> _Provided records_:
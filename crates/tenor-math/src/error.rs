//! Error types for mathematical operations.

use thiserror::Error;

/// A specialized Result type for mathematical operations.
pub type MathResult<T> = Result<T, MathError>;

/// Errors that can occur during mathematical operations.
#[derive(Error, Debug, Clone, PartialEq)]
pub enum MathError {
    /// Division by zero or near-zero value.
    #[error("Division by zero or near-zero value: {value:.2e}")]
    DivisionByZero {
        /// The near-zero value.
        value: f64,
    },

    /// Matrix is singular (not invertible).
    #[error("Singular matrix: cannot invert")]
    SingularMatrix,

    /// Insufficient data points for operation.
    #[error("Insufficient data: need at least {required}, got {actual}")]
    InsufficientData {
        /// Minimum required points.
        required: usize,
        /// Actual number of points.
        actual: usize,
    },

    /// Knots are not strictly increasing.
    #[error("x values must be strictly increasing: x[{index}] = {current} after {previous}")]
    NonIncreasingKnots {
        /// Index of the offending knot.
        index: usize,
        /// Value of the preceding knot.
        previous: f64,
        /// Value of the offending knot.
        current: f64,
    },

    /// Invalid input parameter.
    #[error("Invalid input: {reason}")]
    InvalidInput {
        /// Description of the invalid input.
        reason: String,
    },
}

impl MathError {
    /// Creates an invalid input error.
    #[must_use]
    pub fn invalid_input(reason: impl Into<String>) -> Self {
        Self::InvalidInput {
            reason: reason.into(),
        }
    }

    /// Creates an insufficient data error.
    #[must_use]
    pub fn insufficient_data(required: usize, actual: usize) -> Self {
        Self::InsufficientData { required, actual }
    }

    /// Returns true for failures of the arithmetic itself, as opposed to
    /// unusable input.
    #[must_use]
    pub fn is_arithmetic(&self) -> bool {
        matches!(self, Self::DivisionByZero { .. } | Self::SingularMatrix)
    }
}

> _Problem statement_: Keep every word the same. Retype all the material.

> _Written response_:
filename crates/tenor-math/src/error.rs
//! Error types for mathematical operations.

use thiserror::Error;

/// A specialized Result type for mathematical operations.
pub type MathResult<T> = Result<T, MathError>;

/// Errors that can occur during mathematical operations.
#[derive(Error, Debug, Clone, PartialEq)]
pub enum MathError {
    /// Division by zero or near-zero value.
    #[error("Division by zero or near-zero value: {value:.2e}")]
    DivisionByZero {
        /// The near-zero value.
        value: f64,
    },

    /// Matrix is singular (not invertible).
    #[error("Singular matrix: cannot invert")]
    SingularMatrix,

    /// Insufficient data points for operation.
    #[error("Insufficient data: need at least {required}, got {actual}")]
    InsufficientData {
        /// Minimum required points.
        required: usize,
        /// Actual number of points.
        actual: usize,
    },

    /// Knots are not strictly increasing.
    #[error("x values must be strictly increasing: x[{index}] = {current} after {previous}")]
    NonIncreasingKnots {
        /// Index of the offending knot.
        index: usize,
        /// Value of the preceding knot.
        previous: f64,
        /// Value of the offending knot.
        current: f64,
    },

    /// Invalid input parameter.
    #[error("Invalid input: {reason}")]
    InvalidInput {
        /// Description of the invalid input.
        reason: String,
    },
}

impl MathError {
    /// Creates an invalid input error.
    #[must_use]
    pub fn invalid_input(reason: impl Into<String>) -> Self {
        Self::InvalidInput {
            reason: reason.into(),
        }
    }

    /// Creates an insufficient data error.
    #[must_use]
    pub fn insufficient_data(required: usize, actual: usize) -> Self {
        Self::InsufficientData { required, actual }
    }

    /// Returns true for failures of the arithmetic itself, as opposed to
    /// unusable input.
    #[must_use]
    pub fn is_arithmetic(&self) -> bool {
        matches!(self, Self::DivisionByZero { .. } | Self::SingularMatrix)
    }
}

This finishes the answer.